During the embedded trial, John mapped an unprecedented area of minefields from RPAS, over 30 linear kilometres of dense minefields containing more than 30,000 active landmines in one region for example, the most significant RPAS operation in HMA to date. Capacity creation then took place in the form of two bespoke levels of RPAS training, taking local staff who had not seen a RPAS before – to them being competent in operating over minefields in some of the harshest and most dangerous locations in the world.
Operating RPAS in locations contaminated by landmines and unexploded ordnance is no walk in the park – competency is essential. There are no official RPAS standards in Chad, meaning that John had to create an operating framework based on best practice from leading aviation authorities around the world for the mine action authority in Chad the Haut Commissariat National au D’minage (HCND) to endorse for use over minefields. John created and taught the first government recognised RPAS training program in Chad (all sectors), issuing graduates with HCND, government-accredited Level 1 and Level 2 HMA RPAS pilot diplomas. John was also responsible for advanced field-based research, which led to a remote-sensing breakthrough using RPAS thermal imaging to locate live buried antipersonnel and anti-vehicle landmines in dense desert minefields, the first time in a humanitarian context in the world. This breakthrough could provide an impact in dealing with millions of landmines around the world. Other places he has undertaken HMA work include Cambodia, Lao PDR and Kosovo.
The NextGen Achievement Award recognises young individuals (under 35 yo) that demonstrate elite capability and leadership in their field within the unmanned systems sector.
Winner: Amy Steiger (Cardno)
Cardno’s GIS & RPAS Manager, Amy Steiger, is a GISP-AP certified professional and an Esri Desktop Associate. She has worked in spatial services at Cardno for over 10 years and is currently one of eight pilots at Cardno across Australia who is qualified to fly both fixed-wing and multi-rotor remotely piloted aircraft. She has 100+ hours of flight time in a variety of terrains and environments across the eastern seaboard.
Amy has written articles and presented case studies to promote the use of GIS and RPAs. The events that she presented include IPWEA Regional Forums, Ozri, Surveying & Spatial Sciences Institute (SSSI) NSW & University of Wollongong Conferences. She was an SSSI Awards selection panel member in 2018. Recently, Amy received a scholarship to attend the World of Drones Congress (WoDC) in Brisbane and received the Special Achievement award at the Asia-Pacific Spatial Excellence Awards for NSW.
Amy is a strong advocate for the use of RPAs and the difference it is making in service delivery with remote data capture. She is a key driver across Cardno’s business and leads the Australian RPAS team and is working towards a global team of pilots for our organisation. This involves the understanding of flight regulations & legislation throughout 5+ countries and a thorough knowledge of hardware and software capability globally.
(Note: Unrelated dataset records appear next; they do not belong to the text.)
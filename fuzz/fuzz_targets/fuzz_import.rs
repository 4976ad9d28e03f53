//! Fuzz testing for the XML importer.
//!
//! Arbitrary input must either compile into a loadable silo or fail
//! with a typed error, in both strict and recovering modes.

#![no_main]

use libfuzzer_sys::fuzz_target;
use xmlsilo::{Builder, CompileFlags, ExportFlags};

fuzz_target!(|xml: &str| {
    for flags in [CompileFlags::NONE, CompileFlags::IGNORE_INVALID] {
        let mut builder = Builder::new();
        if builder.import_xml(xml).is_err() {
            continue;
        }
        let Ok(silo) = builder.compile(flags) else {
            continue;
        };
        // whatever compiled must round-trip through the reader
        let _ = silo.to_xml(ExportFlags::NONE);
        let _ = silo.dump();
    }
});
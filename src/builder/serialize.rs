//! # Silo Serialization
//!
//! Turns a builder tree into the silo blob described in
//! [`crate::silo::format`]. Two traversals over the tree, both in
//! document order:
//!
//! 1. **String collection**: every element name, attribute name,
//!    attribute value and non-empty text is interned into the string
//!    table. First insertion wins, duplicates share one offset, and the
//!    table starts with the empty string so offset 0 can mean "unset".
//! 2. **Layout**: node records are emitted depth-first with a
//!    placeholder `next`; each element is followed by its children and
//!    one end-of-parent sentinel. When a following sibling's offset
//!    becomes known, the previous sibling's `next` field is patched in
//!    place. Parent back-offsets fall out of the frame stack.
//!
//! Both traversals are iterative and visit nodes in the same order, so
//! equal input produces byte-identical blobs.

use hashbrown::HashMap;
use zerocopy::IntoBytes;

use super::import::BuilderNode;
use crate::error::{Error, Result};
use crate::silo::format::{RawAttr, RawElement, SiloHeader, HEADER_SIZE, TAG_ELEMENT, TAG_SENTINEL};

/// Deduplicating, insertion-ordered string table.
struct StringTable {
    offsets: HashMap<String, u32>,
    buf: Vec<u8>,
}

impl StringTable {
    fn new() -> StringTable {
        let mut table = StringTable {
            offsets: HashMap::new(),
            buf: Vec::new(),
        };
        // offset 0 is reserved for the empty string ("unset" marker)
        table.buf.push(0);
        table.offsets.insert(String::new(), 0);
        table
    }

    fn intern(&mut self, s: &str) -> Result<u32> {
        if let Some(&off) = self.offsets.get(s) {
            return Ok(off);
        }
        let off = u32::try_from(self.buf.len())
            .map_err(|_| Error::invalid_argument("string table exceeds 4 GiB"))?;
        self.buf.extend_from_slice(s.as_bytes());
        self.buf.push(0);
        self.offsets.insert(s.to_string(), off);
        Ok(off)
    }
}

/// Serialize a builder tree into a silo blob.
pub(crate) fn serialize(roots: &[BuilderNode], guid: [u8; 16]) -> Result<Vec<u8>> {
    let mut strings = StringTable::new();
    collect_strings(roots, &mut strings)?;

    let nodes = layout_nodes(roots, &mut strings)?;

    let strtab = u32::try_from(HEADER_SIZE + nodes.len())
        .map_err(|_| Error::invalid_argument("node region exceeds 4 GiB"))?;
    let header = SiloHeader::new(guid, strtab);

    let mut blob = Vec::with_capacity(HEADER_SIZE + nodes.len() + strings.buf.len());
    blob.extend_from_slice(header.as_bytes());
    blob.extend_from_slice(&nodes);
    blob.extend_from_slice(&strings.buf);
    Ok(blob)
}

/// Pass 1: intern every referenced string in document order.
fn collect_strings(roots: &[BuilderNode], strings: &mut StringTable) -> Result<()> {
    let mut stack: Vec<&BuilderNode> = roots.iter().rev().collect();
    while let Some(node) = stack.pop() {
        strings.intern(&node.element)?;
        for (name, value) in &node.attrs {
            strings.intern(name)?;
            strings.intern(value)?;
        }
        if !node.text.is_empty() {
            strings.intern(&node.text)?;
        }
        stack.extend(node.children.iter().rev());
    }
    Ok(())
}

/// Pass 2: emit node records, patching sibling links as offsets become
/// known.
fn layout_nodes(roots: &[BuilderNode], strings: &mut StringTable) -> Result<Vec<u8>> {
    let mut nodes = Vec::new();

    // synthetic root sentinel: empty name, no parent, no text
    nodes.push(TAG_ELEMENT);
    nodes.extend_from_slice(RawElement::new(0, 0, 0, 0, 0).as_bytes());

    struct Frame<'a> {
        children: std::slice::Iter<'a, BuilderNode>,
        parent_off: u32,
        prev_off: Option<u32>,
    }

    let mut stack = vec![Frame {
        children: roots.iter(),
        parent_off: 0,
        prev_off: None,
    }];

    while let Some(frame) = stack.last_mut() {
        let Some(child) = frame.children.next() else {
            // end of this parent's child list
            nodes.push(TAG_SENTINEL);
            stack.pop();
            continue;
        };

        let off = u32::try_from(nodes.len())
            .map_err(|_| Error::invalid_argument("node region exceeds 4 GiB"))?;
        if let Some(prev) = frame.prev_off {
            patch_next(&mut nodes, prev, off - prev);
        }
        frame.prev_off = Some(off);

        let attr_count = u8::try_from(child.attrs.len()).map_err(|_| {
            Error::invalid_argument(format!(
                "element '{}' has {} attributes (maximum 255)",
                child.element,
                child.attrs.len()
            ))
        })?;

        let name_off = strings.intern(&child.element)?;
        let text_off = if child.text.is_empty() {
            0
        } else {
            strings.intern(&child.text)?
        };
        let parent_off = frame.parent_off;

        nodes.push(TAG_ELEMENT);
        nodes.extend_from_slice(
            RawElement::new(name_off, off - parent_off, 0, text_off, attr_count).as_bytes(),
        );
        for (name, value) in &child.attrs {
            let raw = RawAttr::new(strings.intern(name)?, strings.intern(value)?);
            nodes.extend_from_slice(raw.as_bytes());
        }

        stack.push(Frame {
            children: child.children.iter(),
            parent_off: off,
            prev_off: None,
        });
    }

    Ok(nodes)
}

/// Overwrite the `next` field of the element record at `off`.
fn patch_next(nodes: &mut [u8], off: u32, delta: u32) {
    // tag byte + name leaves `parent` at +5 and `next` at +9
    let pos = off as usize + 9;
    nodes[pos..pos + 4].copy_from_slice(&delta.to_le_bytes());
}

#[cfg(test)]
mod tests {
    use super::*;
    use crate::builder::import::{parse_document, ImportOptions};
    use crate::silo::format::ELEMENT_FIXED_SIZE;

    const PLAIN: ImportOptions<'static> = ImportOptions {
        literal_text: false,
        native_langs: false,
        ignore_invalid: false,
        locales: &[],
    };

    fn blob_for(xml: &str) -> Vec<u8> {
        let roots = parse_document(xml, &PLAIN).unwrap();
        serialize(&roots, [0u8; 16]).unwrap()
    }

    #[test]
    fn empty_tree_is_root_and_sentinel() {
        let blob = serialize(&[], [0u8; 16]).unwrap();
        // header + root element record + root sentinel + "" string
        assert_eq!(blob.len(), HEADER_SIZE + ELEMENT_FIXED_SIZE + 1 + 1);
        assert_eq!(blob[HEADER_SIZE], TAG_ELEMENT);
        assert_eq!(blob[HEADER_SIZE + ELEMENT_FIXED_SIZE], TAG_SENTINEL);
        assert_eq!(*blob.last().unwrap(), 0);
    }

    #[test]
    fn serialization_is_deterministic() {
        let xml = r#"<r><a id="1">x</a><b id="2"><c/></b></r>"#;
        assert_eq!(blob_for(xml), blob_for(xml));
    }

    #[test]
    fn strings_are_deduplicated() {
        let blob = blob_for("<a><a><a>a</a></a></a>");
        let strtab =
            u32::from_le_bytes(blob[24..28].try_into().unwrap()) as usize;
        let strings = &blob[strtab..];
        // "" plus exactly one copy of "a"
        assert_eq!(strings, b"\0a\0");
    }

    #[test]
    fn string_region_ends_with_nul() {
        let blob = blob_for("<r><x>text</x></r>");
        assert_eq!(*blob.last().unwrap(), 0);
    }

    #[test]
    fn sibling_links_skip_subtrees() {
        // <r><a><b/></a><c/></r>: a's next must jump over b to c
        let blob = blob_for("<r><a><b/></a><c/></r>");
        let silo = crate::Silo::load_from_bytes(blob, crate::LoadFlags::NONE).unwrap();
        let r = silo.root().unwrap().child().unwrap().unwrap();
        let a = r.child().unwrap().unwrap();
        let c = a.next().unwrap().unwrap();
        assert_eq!(c.element().unwrap(), "c");
        assert!(c.next().unwrap().is_none());
    }

    #[test]
    fn too_many_attributes_is_rejected() {
        let mut attrs = String::new();
        for i in 0..300 {
            attrs.push_str(&format!(" a{i}=\"v\""));
        }
        let roots = parse_document(&format!("<e{attrs}/>"), &PLAIN).unwrap();
        let err = serialize(&roots, [0u8; 16]).unwrap_err();
        assert_eq!(err.kind(), crate::ErrorKind::InvalidArgument);
    }
}
//! Query execution.
//!
//! Evaluates a compiled [`Query`] step by step: each step maps the
//! current node set to the matching children (or, for a scoped query's
//! first step, filters the start node itself), then runs the step's
//! predicates with `position()` and `last()` scoped to the sibling group
//! that survived the name filter. Results come out in document order:
//! node offsets increase in document order, and same-depth sibling
//! groups never overlap.

use std::borrow::Cow;
use std::cmp::Ordering;
use std::sync::Arc;

use smallvec::SmallVec;

use super::parser::{CmpOp, Expr, Func, NameTest, Query};
use crate::error::{Error, Result};
use crate::silo::{Node, SiloCore};

/// Run `query` against a silo.
///
/// `start` switches to scoped evaluation: the first step's candidate set
/// is the start node itself rather than the root's children. `limit`
/// bounds the result count (0 = unlimited); evaluation stops as soon as
/// the final step has produced `limit` nodes.
pub(crate) fn execute(
    core: &Arc<SiloCore>,
    start: Option<u32>,
    query: &Query,
    limit: usize,
) -> Result<Vec<Node>> {
    let scoped = start.is_some();
    let mut current: Vec<u32> = match start {
        Some(off) => vec![off],
        None => match core.root_off() {
            Some(root) => vec![root],
            None => return Ok(Vec::new()),
        },
    };

    for (index, step) in query.steps.iter().enumerate() {
        let last_step = index + 1 == query.steps.len();
        let mut selected = Vec::new();

        'sets: for &parent in &current {
            let group: Vec<u32> = if scoped && index == 0 {
                if step.name.matches(core.element_name(parent)?) {
                    vec![parent]
                } else {
                    Vec::new()
                }
            } else {
                children_matching(core, parent, &step.name)?
            };

            let last = group.len();
            for (i, &candidate) in group.iter().enumerate() {
                let ctx = Ctx {
                    core,
                    node: candidate,
                    position: i + 1,
                    last,
                };
                if eval_predicates(&step.predicates, &ctx)? {
                    selected.push(candidate);
                    if last_step && limit > 0 && selected.len() == limit {
                        break 'sets;
                    }
                }
            }
        }

        if selected.is_empty() {
            return Ok(Vec::new());
        }
        current = selected;
    }

    current.dedup();
    Ok(current
        .into_iter()
        .map(|off| Node::new(Arc::clone(core), off))
        .collect())
}

/// Children of `parent` passing the name filter, in document order.
fn children_matching(core: &SiloCore, parent: u32, test: &NameTest) -> Result<Vec<u32>> {
    let mut group = Vec::new();
    let mut child = core.child_off(parent)?;
    while let Some(off) = child {
        if test.matches(core.element_name(off)?) {
            group.push(off);
        }
        child = core.next_off(off)?;
    }
    Ok(group)
}

/// Per-candidate evaluation context.
struct Ctx<'a> {
    core: &'a SiloCore,
    node: u32,
    /// 1-based index within the name-filtered sibling group.
    position: usize,
    /// Size of that group.
    last: usize,
}

fn eval_predicates(predicates: &SmallVec<[Expr; 2]>, ctx: &Ctx) -> Result<bool> {
    for predicate in predicates {
        if !to_bool(&eval_expr(predicate, ctx)?) {
            return Ok(false);
        }
    }
    Ok(true)
}

#[derive(Debug, Clone, PartialEq)]
enum Value<'a> {
    None,
    Int(i64),
    Str(Cow<'a, str>),
    Bool(bool),
}

fn eval_expr<'a>(expr: &'a Expr, ctx: &Ctx<'a>) -> Result<Value<'a>> {
    match expr {
        Expr::Int(value) => Ok(Value::Int(*value)),
        Expr::Str(value) => Ok(Value::Str(Cow::Borrowed(value))),

        Expr::Attr(name) => Ok(match ctx.core.attr_of(ctx.node, name)? {
            Some(value) => Value::Str(Cow::Borrowed(value)),
            None => Value::None,
        }),

        // text of the first child element with the given name
        Expr::Child(name) => {
            let mut child = ctx.core.child_off(ctx.node)?;
            while let Some(off) = child {
                if ctx.core.element_name(off)? == name {
                    let text = ctx.core.text_of(off)?.unwrap_or("");
                    return Ok(Value::Str(Cow::Borrowed(text)));
                }
                child = ctx.core.next_off(off)?;
            }
            Ok(Value::None)
        }

        Expr::Call(func, args) => eval_call(*func, args, ctx),

        Expr::Cmp(op, lhs, rhs) => {
            let lhs = eval_expr(lhs, ctx)?;
            let rhs = eval_expr(rhs, ctx)?;
            compare(*op, &lhs, &rhs).map(Value::Bool)
        }

        Expr::And(lhs, rhs) => {
            let result = to_bool(&eval_expr(lhs, ctx)?) && to_bool(&eval_expr(rhs, ctx)?);
            Ok(Value::Bool(result))
        }

        Expr::Or(lhs, rhs) => {
            let result = to_bool(&eval_expr(lhs, ctx)?) || to_bool(&eval_expr(rhs, ctx)?);
            Ok(Value::Bool(result))
        }
    }
}

fn eval_call<'a>(func: Func, args: &'a [Expr], ctx: &Ctx<'a>) -> Result<Value<'a>> {
    match func {
        Func::Text => Ok(match ctx.core.text_of(ctx.node)? {
            Some(text) => Value::Str(Cow::Borrowed(text)),
            None => Value::None,
        }),
        Func::First => Ok(Value::Bool(ctx.position == 1)),
        Func::Last => Ok(Value::Bool(ctx.position == ctx.last)),
        Func::Position => Ok(Value::Int(ctx.position as i64)),

        Func::Contains => {
            let haystack = eval_expr(&args[0], ctx)?;
            let needle = eval_expr(&args[1], ctx)?;
            Ok(match (as_string(&haystack), as_string(&needle)) {
                (Some(h), Some(n)) => Value::Bool(h.contains(n.as_ref())),
                _ => Value::None,
            })
        }

        Func::StartsWith => {
            let value = eval_expr(&args[0], ctx)?;
            let prefix = eval_expr(&args[1], ctx)?;
            Ok(match (as_string(&value), as_string(&prefix)) {
                (Some(v), Some(p)) => Value::Bool(v.starts_with(p.as_ref())),
                _ => Value::None,
            })
        }

        Func::StringLength => {
            let value = eval_expr(&args[0], ctx)?;
            let len = as_string(&value)
                .map(|s| s.chars().count() as i64)
                .unwrap_or(0);
            Ok(Value::Int(len))
        }

        Func::Number => {
            let value = eval_expr(&args[0], ctx)?;
            Ok(match as_int(&value)? {
                Some(n) => Value::Int(n),
                None => Value::None,
            })
        }
    }
}

/// Boolean coercion: nonzero integer and non-empty string are true,
/// none is false.
fn to_bool(value: &Value) -> bool {
    match value {
        Value::None => false,
        Value::Int(n) => *n != 0,
        Value::Str(s) => !s.is_empty(),
        Value::Bool(b) => *b,
    }
}

fn as_string<'a>(value: &'a Value<'a>) -> Option<Cow<'a, str>> {
    match value {
        Value::None => None,
        Value::Int(n) => Some(Cow::Owned(n.to_string())),
        Value::Str(s) => Some(Cow::Borrowed(s.as_ref())),
        Value::Bool(b) => Some(Cow::Borrowed(if *b { "true" } else { "false" })),
    }
}

fn as_int(value: &Value) -> Result<Option<i64>> {
    match value {
        Value::None => Ok(None),
        Value::Int(n) => Ok(Some(*n)),
        Value::Str(s) => parse_int(s).map(Some),
        Value::Bool(b) => Ok(Some(*b as i64)),
    }
}

fn parse_int(s: &str) -> Result<i64> {
    s.trim()
        .parse()
        .map_err(|_| Error::invalid_argument(format!("cannot convert '{s}' to a number")))
}

/// Comparisons against none are false, except `!=` against a non-none.
/// Integer/string pairs coerce the string; anything else mixed is a
/// type mismatch.
fn compare(op: CmpOp, lhs: &Value, rhs: &Value) -> Result<bool> {
    match (lhs, rhs) {
        (Value::None, Value::None) => Ok(false),
        (Value::None, _) | (_, Value::None) => Ok(op == CmpOp::Ne),

        (Value::Int(a), Value::Int(b)) => Ok(ordering_matches(op, a.cmp(b))),
        (Value::Str(a), Value::Str(b)) => Ok(ordering_matches(op, a.as_ref().cmp(b.as_ref()))),

        (Value::Int(a), Value::Str(s)) => Ok(ordering_matches(op, a.cmp(&parse_int(s)?))),
        (Value::Str(s), Value::Int(b)) => Ok(ordering_matches(op, parse_int(s)?.cmp(b))),

        (Value::Bool(a), Value::Bool(b)) if matches!(op, CmpOp::Eq | CmpOp::Ne) => {
            Ok((a == b) == (op == CmpOp::Eq))
        }

        (lhs, rhs) => Err(Error::invalid_argument(format!(
            "type mismatch: cannot compare {} with {}",
            kind_name(lhs),
            kind_name(rhs)
        ))),
    }
}

fn ordering_matches(op: CmpOp, ordering: Ordering) -> bool {
    match op {
        CmpOp::Eq => ordering == Ordering::Equal,
        CmpOp::Ne => ordering != Ordering::Equal,
        CmpOp::Lt => ordering == Ordering::Less,
        CmpOp::Le => ordering != Ordering::Greater,
        CmpOp::Gt => ordering == Ordering::Greater,
        CmpOp::Ge => ordering != Ordering::Less,
    }
}

fn kind_name(value: &Value) -> &'static str {
    match value {
        Value::None => "none",
        Value::Int(_) => "integer",
        Value::Str(_) => "string",
        Value::Bool(_) => "boolean",
    }
}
Most recently, Amy has been involved in flying along isolated coastal cliff faces in NSW to capture high-resolution photography and derived photogrammetric models to identify geotechnical hazards. She is also instrumental in the roll out of thermal inspection capability in Australia to assist with water leak detection, which in times of drought is a critical tool for utility organisations.
She has promoted the use of RPAs in the viticulture industry, completing multispectral analysis to gain insight into vine health and crop management practices. In conjunction with the wine industry development team from NSW Department of Primary Industries, she presented to vineyards and viticulturists at Spring Vine Health Field Days workshops.